SocraticGadfly: Civil suits an alternative to war-crimes trials?

December 20, 2008

Civil suits an alternative to war-crimes trials?

The biggest downside of civil suits against former Defense Secretary Donald Rumsfeld, former Attorney General John Ashcroft, or even soon-to-be former President George Bush and Vice President Dick Cheney is that you and I never get to see heinous offenders against international law, international law that is by treaty and the provisions of the U.S. Constitution, the law of the land — do the actual criminal time in prison they have earned.
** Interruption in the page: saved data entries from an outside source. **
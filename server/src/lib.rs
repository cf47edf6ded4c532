//! sprechraum-server – Bibliotheks-Root
//!
//! Deklariert alle Server-Module und stellt den oeffentlichen Einstiegspunkt
//! fuer Integrationstests bereit.

pub mod config;
pub mod sicherung;
pub mod tls;

use anyhow::{Context, Result};
use config::ServerConfig;
use sprechraum_db::{RoomRepository, SqliteDb};
use sprechraum_relay::{RelayServer, RelayState};
use std::sync::Arc;
use tokio::net::TcpListener;
use tokio_util::sync::CancellationToken;

/// Haelt den laufenden Server-Zustand zusammen
pub struct Server {
    pub config: ServerConfig,
}

impl Server {
    /// Erstellt einen neuen Server aus der gegebenen Konfiguration
    pub fn neu(config: ServerConfig) -> Self {
        Self { config }
    }

    /// Startet den Server und laeuft bis Ctrl-C
    pub async fn starten(self) -> Result<()> {
        let shutdown = CancellationToken::new();

        let signal = shutdown.clone();
        tokio::spawn(async move {
            match tokio::signal::ctrl_c().await {
                Ok(()) => tracing::info!("Shutdown-Signal empfangen, Server wird beendet"),
                Err(e) => tracing::error!(fehler = %e, "Signal-Handler fehlgeschlagen"),
            }
            signal.cancel();
        });

        let adresse = self.config.bind_adresse();
        let listener = TcpListener::bind(&adresse)
            .await
            .with_context(|| format!("Bind auf {adresse} fehlgeschlagen"))?;

        self.laufen(listener, shutdown).await
    }

    /// Betreibt den Server auf einem bereits gebundenen Listener bis `shutdown`
    ///
    /// Reihenfolge:
    /// 1. Datenbank oeffnen, Migrationen, Bootstrap
    /// 2. Mitgliederlisten aus dem letzten Lauf leeren
    /// 3. Raum-Verzeichnis laden
    /// 4. Sicherungs-Task und optional TLS
    /// 5. Accept-Loop bis zum Shutdown
    pub async fn laufen(self, listener: TcpListener, shutdown: CancellationToken) -> Result<()> {
        let config = self.config;
        let bind_addr = listener.local_addr()?;

        tracing::info!(
            server_name = %config.server.name,
            adresse = %bind_addr,
            "Server startet"
        );

        let db = SqliteDb::oeffnen(&config.datenbank_config())
            .await
            .with_context(|| format!("Datenbank '{}' nicht verfuegbar", config.datenbank.url))?;

        let ergebnis = db
            .bootstrap(&config.bootstrap_optionen())
            .await
            .context("Bootstrap fehlgeschlagen")?;
        // Einzige Stelle, an der der Key ausgegeben wird
        if let Some(key) = &ergebnis.superadmin_key {
            tracing::warn!(
                key = %key,
                einmalig = config.bootstrap.privilege_key_einmalig,
                "Superadmin-Privilege-Key erzeugt. Mit 'use_privilege_key' einloesen."
            );
        }

        let geleert = db
            .clear_room_memberships()
            .await
            .context("Mitgliederlisten konnten nicht zurueckgesetzt werden")?;
        tracing::debug!(raeume = geleert, "Persistierte Mitgliederlisten geleert");

        let state = RelayState::neu(config.relay_config(), Arc::new(db.clone()));
        state
            .raeume_laden()
            .await
            .context("Raeume konnten nicht geladen werden")?;

        let sicherung = sicherung::starten(db.clone(), &config.sicherung, shutdown.clone());

        let mut relay = RelayServer::neu(Arc::clone(&state), bind_addr);
        if config.sicherheit.tls_aktiviert {
            relay = relay.mit_tls(tls::acceptor_laden(&config.sicherheit)?);
        }

        tracing::info!("Server laeuft. Warte auf Shutdown-Signal (Ctrl-C)...");
        relay.annehmen(listener, shutdown.clone()).await?;

        // Falls die Accept-Loop aus anderem Grund endet
        shutdown.cancel();
        if let Some(task) = sicherung {
            if let Err(e) = task.await {
                tracing::warn!(fehler = %e, "Sicherungs-Task abgebrochen");
            }
        }

        db.schliessen().await;
        tracing::info!(uptime_sek = state.uptime_sek(), "Server beendet");
        Ok(())
    }
}
//! Gemeinsame Hilfen fuer die Relay-Integrationstests

#![allow(dead_code)]

use bytes::Bytes;
use sprechraum_core::types::{Rolle, SessionId};
use sprechraum_db::models::BootstrapOptionen;
use sprechraum_db::{IdentityRepository, Persistenz, SqliteDb};
use sprechraum_protocol::control::{ClientNachricht, ServerNachricht};
use sprechraum_protocol::wire::Eingehend;
use sprechraum_relay::{
    Ausgehend, Dispatcher, DispatcherContext, RelayConfig, RelayState, SessionHandle,
};
use std::net::SocketAddr;
use std::sync::Arc;
use tokio::sync::mpsc;

pub fn test_config() -> RelayConfig {
    RelayConfig {
        server_name: "Testserver".into(),
        anfragen_pro_minute: None,
        ..RelayConfig::default()
    }
}

/// Frische In-Memory-DB mit Bootstrap (Lobby, Superadmin, Key)
pub async fn test_db() -> SqliteDb {
    let db = SqliteDb::in_memory()
        .await
        .expect("In-Memory DB konnte nicht erstellt werden");
    db.bootstrap(&BootstrapOptionen::default())
        .await
        .expect("Bootstrap fehlgeschlagen");
    db
}

pub async fn dispatcher_mit(config: RelayConfig, persistenz: Arc<dyn Persistenz>) -> Dispatcher {
    let state = RelayState::neu(config, persistenz);
    state.raeume_laden().await.expect("Raeume laden");
    Dispatcher::neu(state)
}

pub async fn test_dispatcher() -> (Dispatcher, SqliteDb) {
    let db = test_db().await;
    let dispatcher = dispatcher_mit(test_config(), Arc::new(db.clone())).await;
    (dispatcher, db)
}

/// Eine simulierte Verbindung ohne Socket
pub struct TestClient {
    pub ctx: DispatcherContext,
    pub rx: mpsc::Receiver<Ausgehend>,
    pub handle: SessionHandle,
}

impl TestClient {
    pub fn id(&self) -> SessionId {
        self.ctx.session_id
    }

    pub async fn senden(&mut self, dispatcher: &Dispatcher, nachricht: ClientNachricht) {
        dispatcher
            .dispatch(&mut self.ctx, Eingehend::Steuerung(nachricht))
            .await;
    }

    pub async fn audio(&mut self, dispatcher: &Dispatcher, frame: &'static [u8]) {
        dispatcher
            .dispatch(&mut self.ctx, Eingehend::Audio(Bytes::from_static(frame)))
            .await;
    }

    /// Alle bisher eingereihten Steuerungsnachrichten
    pub fn nachrichten(&mut self) -> Vec<ServerNachricht> {
        let mut ergebnis = Vec::new();
        while let Ok(eintrag) = self.rx.try_recv() {
            if let Ausgehend::Steuerung(nachricht) = eintrag {
                ergebnis.push(nachricht);
            }
        }
        ergebnis
    }

    /// Alle bisher eingereihten Audio-Frames
    pub fn audio_frames(&mut self) -> Vec<Bytes> {
        let mut ergebnis = Vec::new();
        while let Ok(eintrag) = self.rx.try_recv() {
            if let Ausgehend::Audio(frame) = eintrag {
                ergebnis.push(frame);
            }
        }
        ergebnis
    }

    /// Zuletzt eingereihte Steuerungsnachricht
    pub fn letzte_nachricht(&mut self) -> Option<ServerNachricht> {
        self.nachrichten().pop()
    }
}

pub fn verbinden(dispatcher: &Dispatcher) -> TestClient {
    let (handle, rx) = SessionHandle::neu(256);
    let addr: SocketAddr = "127.0.0.1:40000".parse().unwrap();
    let ctx = dispatcher.verbinden(handle.clone(), addr);
    TestClient { ctx, rx, handle }
}

pub fn join_nachricht(username: &str, uid: Option<&str>, room: Option<&str>) -> ClientNachricht {
    ClientNachricht::Join {
        username: username.into(),
        uid: uid.map(Into::into),
        room: room.map(Into::into),
        password: None,
        room_password: None,
    }
}

/// Verbindet und tritt bei; die Willkommensnachrichten werden verworfen
pub async fn beitreten(dispatcher: &Dispatcher, username: &str, room: Option<&str>) -> TestClient {
    let mut client = verbinden(dispatcher);
    let uid = format!("uid-{username}");
    client
        .senden(dispatcher, join_nachricht(username, Some(&uid), room))
        .await;
    assert!(
        dispatcher.state().sessions.lookup(client.id()).unwrap().ist_beigetreten(),
        "Join von {username} fehlgeschlagen"
    );
    client.nachrichten();
    client
}

/// Wie `beitreten`, aber die Identitaet hat vorher die Rolle `admin`
pub async fn admin_beitreten(dispatcher: &Dispatcher, db: &SqliteDb, username: &str) -> TestClient {
    let uid = format!("uid-{username}");
    db.get_or_create_identity(&uid, username).await.unwrap();
    db.set_role(&uid, Rolle::Admin).await.unwrap();
    beitreten(dispatcher, username, None).await
}

pub fn raum_von(dispatcher: &Dispatcher, client: &TestClient) -> Option<String> {
    dispatcher
        .state()
        .sessions
        .lookup(client.id())
        .unwrap()
        .aktueller_raum
}

pub fn konsistent(dispatcher: &Dispatcher) {
    assert!(
        dispatcher.state().mitgliedschaft_konsistent(),
        "Raum-Mitglieder und Session-Raeume stimmen nicht ueberein"
    );
}

pub fn fehler_code(nachricht: Option<ServerNachricht>) -> String {
    match nachricht {
        Some(ServerNachricht::Error { code, .. }) => code.als_str().to_string(),
        other => panic!("Erwartet Error, erhalten: {other:?}"),
    }
}
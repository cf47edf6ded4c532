//! TLS-Acceptor aus PEM-Dateien

use anyhow::{bail, Context, Result};
use rustls::pki_types::{CertificateDer, PrivateKeyDer};
use rustls::ServerConfig as TlsServerConfig;
use std::io::BufReader;
use std::sync::Arc;
use tokio_rustls::TlsAcceptor;

use crate::config::SicherheitEinstellungen;

/// Laedt Zertifikatskette und Schluessel und baut den Acceptor
pub fn acceptor_laden(einstellungen: &SicherheitEinstellungen) -> Result<TlsAcceptor> {
    let zertifikate = zertifikate_laden(&einstellungen.tls_zertifikat)?;
    let schluessel = schluessel_laden(&einstellungen.tls_schluessel)?;

    let config = TlsServerConfig::builder_with_provider(Arc::new(
        rustls::crypto::ring::default_provider(),
    ))
    .with_safe_default_protocol_versions()?
    .with_no_client_auth()
    .with_single_cert(zertifikate, schluessel)
    .context("Zertifikat und Schluessel passen nicht zusammen")?;

    tracing::info!(
        zertifikat = %einstellungen.tls_zertifikat,
        "TLS-Konfiguration geladen"
    );
    Ok(TlsAcceptor::from(Arc::new(config)))
}

fn zertifikate_laden(pfad: &str) -> Result<Vec<CertificateDer<'static>>> {
    let datei = std::fs::File::open(pfad)
        .with_context(|| format!("TLS-Zertifikat '{pfad}' nicht lesbar"))?;
    let zertifikate = rustls_pemfile::certs(&mut BufReader::new(datei))
        .collect::<Result<Vec<_>, _>>()
        .with_context(|| format!("TLS-Zertifikat '{pfad}' ungueltig"))?;

    if zertifikate.is_empty() {
        bail!("Keine Zertifikate in '{pfad}' gefunden");
    }
    Ok(zertifikate)
}

fn schluessel_laden(pfad: &str) -> Result<PrivateKeyDer<'static>> {
    let datei = std::fs::File::open(pfad)
        .with_context(|| format!("TLS-Schluessel '{pfad}' nicht lesbar"))?;
    rustls_pemfile::private_key(&mut BufReader::new(datei))
        .with_context(|| format!("TLS-Schluessel '{pfad}' ungueltig"))?
        .with_context(|| format!("Kein privater Schluessel in '{pfad}' gefunden"))
}

#[cfg(test)]
mod tests {
    use super::*;
    use std::io::Write;

    fn einstellungen(zertifikat: &str, schluessel: &str) -> SicherheitEinstellungen {
        SicherheitEinstellungen {
            tls_aktiviert: true,
            tls_zertifikat: zertifikat.into(),
            tls_schluessel: schluessel.into(),
        }
    }

    #[test]
    fn fehlende_dateien_sind_ein_fehler() {
        let dir = tempfile::tempdir().unwrap();
        let zert = dir.path().join("cert.pem");
        let key = dir.path().join("key.pem");
        let ergebnis = acceptor_laden(&einstellungen(
            zert.to_str().unwrap(),
            key.to_str().unwrap(),
        ));
        let meldung = format!("{:#}", ergebnis.err().unwrap());
        assert!(meldung.contains("nicht lesbar"), "{meldung}");
    }

    #[test]
    fn datei_ohne_zertifikat_wird_abgelehnt() {
        let mut zert = tempfile::NamedTempFile::new().unwrap();
        writeln!(zert, "kein PEM-Inhalt").unwrap();
        let ergebnis = zertifikate_laden(zert.path().to_str().unwrap());
        assert!(ergebnis.is_err());
    }

    #[test]
    fn datei_ohne_schluessel_wird_abgelehnt() {
        let mut key = tempfile::NamedTempFile::new().unwrap();
        writeln!(key, "kein PEM-Inhalt").unwrap();
        let ergebnis = schluessel_laden(key.path().to_str().unwrap());
        assert!(ergebnis.is_err());
    }
}
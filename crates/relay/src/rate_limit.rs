//! Rate Limiter fuer Steuerungsnachrichten
//!
//! Token-Bucket pro Verbindung. Audio-Frames werden nicht gezaehlt.

use std::time::Instant;

/// Ein Token-Bucket fuer eine einzelne Verbindung
#[derive(Debug)]
pub struct TokenBucket {
    /// Aktuelle Token-Anzahl (als f64 fuer Bruchteil-Auffuellung)
    token: f64,
    /// Maximale Token-Anzahl (= Burst-Limit)
    max_token: f64,
    /// Auffuellrate in Token pro Sekunde
    fuellrate: f64,
    /// Letzter Zeitpunkt der Auffuellung
    letzte_auffuellung: Instant,
}

impl TokenBucket {
    pub fn neu(max_anfragen_pro_minute: u32) -> Self {
        let max = max_anfragen_pro_minute.max(1) as f64;
        Self {
            token: max,
            max_token: max,
            fuellrate: max / 60.0,
            letzte_auffuellung: Instant::now(),
        }
    }

    /// Versucht ein Token zu verbrauchen.
    ///
    /// Gibt `Ok(())` zurueck wenn erlaubt, `Err(retry_after_secs)` sonst.
    pub fn verbrauchen(&mut self) -> Result<(), u64> {
        self.auffuellen();
        if self.token >= 1.0 {
            self.token -= 1.0;
            Ok(())
        } else {
            Err(self.retry_after_secs())
        }
    }

    /// Sekunden bis zum naechsten verfuegbaren Token
    fn retry_after_secs(&self) -> u64 {
        let fehlend = 1.0 - self.token;
        if fehlend <= 0.0 {
            return 0;
        }
        (fehlend / self.fuellrate).ceil() as u64
    }

    fn auffuellen(&mut self) {
        let jetzt = Instant::now();
        let vergangen = jetzt.duration_since(self.letzte_auffuellung).as_secs_f64();
        self.token = (self.token + vergangen * self.fuellrate).min(self.max_token);
        self.letzte_auffuellung = jetzt;
    }
}

#[cfg(test)]
mod tests {
    use super::*;

    #[test]
    fn burst_bis_zum_limit() {
        let mut bucket = TokenBucket::neu(5);
        for _ in 0..5 {
            assert!(bucket.verbrauchen().is_ok());
        }
        let retry = bucket.verbrauchen().unwrap_err();
        assert!(retry >= 1, "Retry-After muss positiv sein");
    }

    #[test]
    fn auffuellen_nach_wartezeit() {
        let mut bucket = TokenBucket::neu(60);
        for _ in 0..60 {
            bucket.verbrauchen().unwrap();
        }
        assert!(bucket.verbrauchen().is_err());

        // Eine Sekunde zurueckdatieren entspricht einem Token bei 60/min
        bucket.letzte_auffuellung -= std::time::Duration::from_millis(1100);
        assert!(bucket.verbrauchen().is_ok());
    }
}
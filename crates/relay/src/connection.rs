//! Client-Connection – Verwaltet eine einzelne WebSocket-Verbindung
//!
//! Jede Verbindung bekommt eine `ClientConnection` in einem eigenen
//! tokio-Task. Die Schleife liest Frames, reicht sie an den Dispatcher
//! weiter und schreibt die Send-Queue der Session auf den Socket.
//!
//! ## Lebenszyklus
//! ```text
//! Verbunden (Session ohne Identitaet)
//!     | join
//!     v
//! Beigetreten (Session mit Raum oder nach Raum-Loeschung ohne Raum)
//!     | Lesefehler / Close / Kick / Ban / Shutdown
//!     v
//! Getrennt (client_cleanup, Queue leeren, Close-Frame)
//! ```

use futures_util::{Sink, SinkExt, StreamExt};
use sprechraum_protocol::control::{ErrorCode, ServerNachricht};
use sprechraum_protocol::wire::WireCodec;
use std::borrow::Cow;
use std::net::SocketAddr;
use std::sync::Arc;
use tokio::io::{AsyncRead, AsyncWrite};
use tokio_tungstenite::tungstenite::protocol::frame::coding::CloseCode;
use tokio_tungstenite::tungstenite::protocol::CloseFrame;
use tokio_tungstenite::tungstenite::{Error as WsError, Message};
use tokio_tungstenite::WebSocketStream;
use tokio_util::sync::CancellationToken;

use crate::dispatcher::Dispatcher;
use crate::error::RelayError;
use crate::server_state::RelayState;
use crate::sessions::{Ausgehend, SessionHandle};

/// Verarbeitet eine einzelne WebSocket-Verbindung
pub struct ClientConnection {
    state: Arc<RelayState>,
    peer_addr: SocketAddr,
}

impl ClientConnection {
    /// Erstellt eine neue ClientConnection
    pub fn neu(state: Arc<RelayState>, peer_addr: SocketAddr) -> Self {
        Self { state, peer_addr }
    }

    /// Startet die Verbindungs-Verarbeitungsschleife
    ///
    /// Laeuft bis der Client trennt, die Session geschlossen wird (Kick,
    /// Ban) oder `shutdown` ausgeloest wird.
    pub async fn verarbeiten<S>(self, ws: WebSocketStream<S>, shutdown: CancellationToken)
    where
        S: AsyncRead + AsyncWrite + Unpin,
    {
        let peer_addr = self.peer_addr;
        let config = Arc::clone(&self.state.config);
        let codec = WireCodec::with_max_size(config.max_frame_bytes);
        let (mut sink, mut stream) = ws.split();

        let token = shutdown.child_token();
        let (handle, mut sende_rx) = SessionHandle::mit_token(config.send_queue_groesse, token.clone());
        let dispatcher = Dispatcher::neu(Arc::clone(&self.state));

        // Client-Limit: Platz reservieren und Session anlegen in einem Schritt
        let Some(mut ctx) = dispatcher.verbinden_begrenzt(handle, peer_addr) else {
            tracing::warn!(
                peer = %peer_addr,
                max = config.max_clients,
                "Server voll – Verbindung abgelehnt"
            );
            let antwort =
                ServerNachricht::error(ErrorCode::ServerFull, RelayError::ServerVoll.to_string());
            let _ = schreiben(&mut sink, &codec, Ausgehend::Steuerung(antwort)).await;
            let _ = sink.send(close_frame(CloseCode::Again, "Server ist voll")).await;
            let _ = sink.close().await;
            return;
        };

        tracing::info!(peer = %peer_addr, session_id = %ctx.session_id, "Neue Verbindung");

        let mut abschluss = (CloseCode::Normal, "");
        loop {
            tokio::select! {
                // Kick, Ban oder Shutdown
                _ = token.cancelled() => {
                    tracing::debug!(session_id = %ctx.session_id, "Session geschlossen");
                    break;
                }

                // Eingehender Frame vom Client
                frame = stream.next() => {
                    match frame {
                        Some(Ok(Message::Text(text))) => match codec.decode_text(&text) {
                            Ok(eingehend) => dispatcher.dispatch(&mut ctx, eingehend).await,
                            Err(e) => dispatcher.ungueltiger_frame(&ctx, &e),
                        },
                        Some(Ok(Message::Binary(daten))) => match codec.decode_binaer(daten) {
                            Ok(eingehend) => dispatcher.dispatch(&mut ctx, eingehend).await,
                            Err(e) => dispatcher.ungueltiger_frame(&ctx, &e),
                        },
                        Some(Ok(Message::Close(_))) => {
                            tracing::info!(peer = %peer_addr, "Verbindung vom Client getrennt");
                            break;
                        }
                        // Ping/Pong beantwortet tungstenite selbst
                        Some(Ok(_)) => {}
                        // Ueber dem Limit: tungstenite verwirft den Frame vor dem Puffern,
                        // der Stream ist danach nicht mehr synchron
                        Some(Err(WsError::Capacity(e))) => {
                            tracing::warn!(peer = %peer_addr, fehler = %e, "Frame zu gross");
                            let antwort = ServerNachricht::error(
                                ErrorCode::InvalidRequest,
                                format!("Frame zu gross (Maximum: {} Bytes)", config.max_frame_bytes),
                            );
                            let _ = schreiben(&mut sink, &codec, Ausgehend::Steuerung(antwort)).await;
                            abschluss = (CloseCode::Size, "Frame zu gross");
                            break;
                        }
                        Some(Err(e)) => {
                            tracing::warn!(peer = %peer_addr, fehler = %e, "Frame-Lesefehler");
                            break;
                        }
                        None => {
                            tracing::info!(peer = %peer_addr, "Verbindung vom Client getrennt");
                            break;
                        }
                    }
                }

                // Ausgehende Nachricht aus der Send-Queue
                Some(ausgehend) = sende_rx.recv() => {
                    if let Err(e) = schreiben(&mut sink, &codec, ausgehend).await {
                        tracing::warn!(peer = %peer_addr, fehler = %e, "Senden fehlgeschlagen");
                        break;
                    }
                }
            }
        }

        // Cleanup beim Verbindungsende
        dispatcher.client_cleanup(ctx.session_id).await;

        // Bereits eingereihte Nachrichten (z.B. Kick-Grund) noch zustellen
        while let Ok(ausgehend) = sende_rx.try_recv() {
            if schreiben(&mut sink, &codec, ausgehend).await.is_err() {
                break;
            }
        }

        let (code, grund) = if shutdown.is_cancelled() {
            (CloseCode::Away, "Server wird heruntergefahren")
        } else {
            abschluss
        };
        let _ = sink.send(close_frame(code, grund)).await;
        let _ = sink.close().await;

        tracing::info!(peer = %peer_addr, session_id = %ctx.session_id, "Verbindungs-Task beendet");
    }
}

/// Schreibt einen Queue-Eintrag als Text- oder Binaerframe
async fn schreiben<K>(sink: &mut K, codec: &WireCodec, ausgehend: Ausgehend) -> Result<(), WsError>
where
    K: Sink<Message, Error = WsError> + Unpin,
{
    let nachricht = match ausgehend {
        Ausgehend::Steuerung(nachricht) => match codec.encode(&nachricht) {
            Ok(json) => Message::Text(json),
            Err(e) => {
                tracing::error!(fehler = %e, "Nachricht nicht serialisierbar");
                return Ok(());
            }
        },
        Ausgehend::Audio(frame) => Message::Binary(frame.to_vec()),
    };
    sink.send(nachricht).await
}

fn close_frame(code: CloseCode, grund: &'static str) -> Message {
    Message::Close(Some(CloseFrame {
        code,
        reason: Cow::Borrowed(grund),
    }))
}
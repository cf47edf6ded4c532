//! Fehlertypen fuer das Datenbank-Crate

use thiserror::Error;

/// Datenbank-Fehlertypen
#[derive(Debug, Error)]
pub enum DbError {
    #[error("Datensatz nicht gefunden: {0}")]
    NichtGefunden(String),

    #[error("Eindeutigkeitsverletzung: {0}")]
    Eindeutigkeit(String),

    #[error("Ungueltige Daten: {0}")]
    UngueltigeDaten(String),

    #[error("SQLx-Fehler: {0}")]
    Sqlx(#[from] sqlx::Error),

    #[error("Migration-Fehler: {0}")]
    Migration(#[from] sqlx::migrate::MigrateError),

    #[error("JSON-Fehler: {0}")]
    Json(#[from] serde_json::Error),

    #[error("IO-Fehler: {0}")]
    Io(#[from] std::io::Error),

    #[error("Interner DB-Fehler: {0}")]
    Intern(String),
}

impl DbError {
    pub fn nicht_gefunden(msg: impl Into<String>) -> Self {
        Self::NichtGefunden(msg.into())
    }

    pub fn intern(msg: impl Into<String>) -> Self {
        Self::Intern(msg.into())
    }

    /// Gibt true zurueck wenn es sich um einen Eindeutigkeitsfehler handelt
    pub fn ist_eindeutigkeit(&self) -> bool {
        match self {
            Self::Eindeutigkeit(_) => true,
            Self::Sqlx(sqlx::Error::Database(e)) => e.is_unique_violation(),
            _ => false,
        }
    }
}
//! Fehlertypen fuer Sprechraum
//!
//! Kleinster gemeinsamer Nenner. Die Crates definieren eigene Fehler
//! (DbError, RelayError) und konvertieren via `#[from]`.

use thiserror::Error;

/// Globaler Result-Alias fuer Sprechraum
pub type Result<T> = std::result::Result<T, SprechraumError>;

/// Fehler die in mehreren Crates auftreten koennen
#[derive(Debug, Error)]
pub enum SprechraumError {
    #[error("Ungueltige Rolle: {0}")]
    UngueltigeRolle(String),

    #[error("Interner Fehler: {0}")]
    Intern(String),
}

impl SprechraumError {
    /// Erstellt einen internen Fehler aus einer beliebigen Nachricht
    pub fn intern(msg: impl Into<String>) -> Self {
        Self::Intern(msg.into())
    }
}

#[cfg(test)]
mod tests {
    use super::*;

    #[test]
    fn fehler_anzeige() {
        let e = SprechraumError::UngueltigeRolle("root".into());
        assert_eq!(e.to_string(), "Ungueltige Rolle: root");
    }
}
The flip side, though, is that Bush (or Obama, in the name of “national unity”) can’t pardon anybody, today or looking ahead to the future, from the verdict and punishments of any civil suit.

Period.

Also, in a criminal case, given “War on Terror” hysteria, getting a conviction by unanimous jury vote would be mighty hard.

You don’t need a unanimous vote in civil cases at the state level; I think the same is true at federal level, but I’m not sure. (In any case, only a small fraction of the small fraction of federal civil cases that go to trial are pled before a jury.)

So, if Maher Arar has a better shot of suing Rumsfeld, bolstered by the recent Senate Armed Services Commission report on the architects of torture, as Newsweek reports, fire away!